In the data below, which lines hold "operation"? Copy every one.

Stored data entries
——

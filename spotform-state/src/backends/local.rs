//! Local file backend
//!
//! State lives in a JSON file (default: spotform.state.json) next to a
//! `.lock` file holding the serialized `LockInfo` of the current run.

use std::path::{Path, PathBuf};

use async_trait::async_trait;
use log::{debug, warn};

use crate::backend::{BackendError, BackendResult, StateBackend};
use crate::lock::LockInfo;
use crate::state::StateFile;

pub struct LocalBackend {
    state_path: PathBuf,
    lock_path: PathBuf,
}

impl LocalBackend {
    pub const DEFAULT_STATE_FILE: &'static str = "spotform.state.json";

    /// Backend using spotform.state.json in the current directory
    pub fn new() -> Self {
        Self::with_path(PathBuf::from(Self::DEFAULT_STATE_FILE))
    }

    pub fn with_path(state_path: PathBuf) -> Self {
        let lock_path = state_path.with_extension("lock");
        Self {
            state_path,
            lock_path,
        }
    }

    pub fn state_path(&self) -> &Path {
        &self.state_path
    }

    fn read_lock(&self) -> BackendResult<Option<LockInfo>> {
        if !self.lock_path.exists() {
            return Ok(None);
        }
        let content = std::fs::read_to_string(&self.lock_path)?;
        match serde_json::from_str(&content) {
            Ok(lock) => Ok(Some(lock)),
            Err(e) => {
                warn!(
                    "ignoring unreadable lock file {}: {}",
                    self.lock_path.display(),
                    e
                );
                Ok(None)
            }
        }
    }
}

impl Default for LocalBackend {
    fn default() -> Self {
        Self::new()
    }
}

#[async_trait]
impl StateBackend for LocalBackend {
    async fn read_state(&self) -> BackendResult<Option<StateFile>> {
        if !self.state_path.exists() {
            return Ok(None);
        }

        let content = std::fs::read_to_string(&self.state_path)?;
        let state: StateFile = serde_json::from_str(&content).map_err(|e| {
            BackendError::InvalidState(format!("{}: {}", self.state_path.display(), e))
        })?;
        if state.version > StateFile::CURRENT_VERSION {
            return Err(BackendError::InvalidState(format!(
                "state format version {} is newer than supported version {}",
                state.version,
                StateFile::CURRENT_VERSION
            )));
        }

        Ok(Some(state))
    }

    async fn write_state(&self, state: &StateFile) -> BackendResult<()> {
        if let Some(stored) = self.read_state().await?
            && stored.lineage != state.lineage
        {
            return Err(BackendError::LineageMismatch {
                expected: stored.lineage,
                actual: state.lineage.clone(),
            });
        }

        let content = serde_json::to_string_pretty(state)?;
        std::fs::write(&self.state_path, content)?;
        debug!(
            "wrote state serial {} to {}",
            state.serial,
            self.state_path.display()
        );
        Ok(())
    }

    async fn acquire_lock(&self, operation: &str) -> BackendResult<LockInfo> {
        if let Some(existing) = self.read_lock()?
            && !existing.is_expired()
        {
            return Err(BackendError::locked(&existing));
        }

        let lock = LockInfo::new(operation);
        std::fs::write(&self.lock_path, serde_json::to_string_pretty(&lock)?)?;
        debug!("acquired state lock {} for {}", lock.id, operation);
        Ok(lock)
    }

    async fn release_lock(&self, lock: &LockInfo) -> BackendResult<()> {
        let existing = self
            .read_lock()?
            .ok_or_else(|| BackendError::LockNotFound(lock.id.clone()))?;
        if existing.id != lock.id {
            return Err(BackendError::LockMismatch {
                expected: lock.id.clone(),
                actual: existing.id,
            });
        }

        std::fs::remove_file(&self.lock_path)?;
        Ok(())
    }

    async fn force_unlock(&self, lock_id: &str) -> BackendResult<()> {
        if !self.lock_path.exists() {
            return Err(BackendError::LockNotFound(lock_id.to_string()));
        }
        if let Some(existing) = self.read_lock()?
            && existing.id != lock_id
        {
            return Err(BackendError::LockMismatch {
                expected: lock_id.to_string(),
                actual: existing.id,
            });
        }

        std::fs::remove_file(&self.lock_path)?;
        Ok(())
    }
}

——

▶ Response below
    async fn acquire_lock(&self, operation: &str) -> BackendResult<LockInfo> {
        let lock = LockInfo::new(operation);
        debug!("acquired state lock {} for {}", lock.id, operation);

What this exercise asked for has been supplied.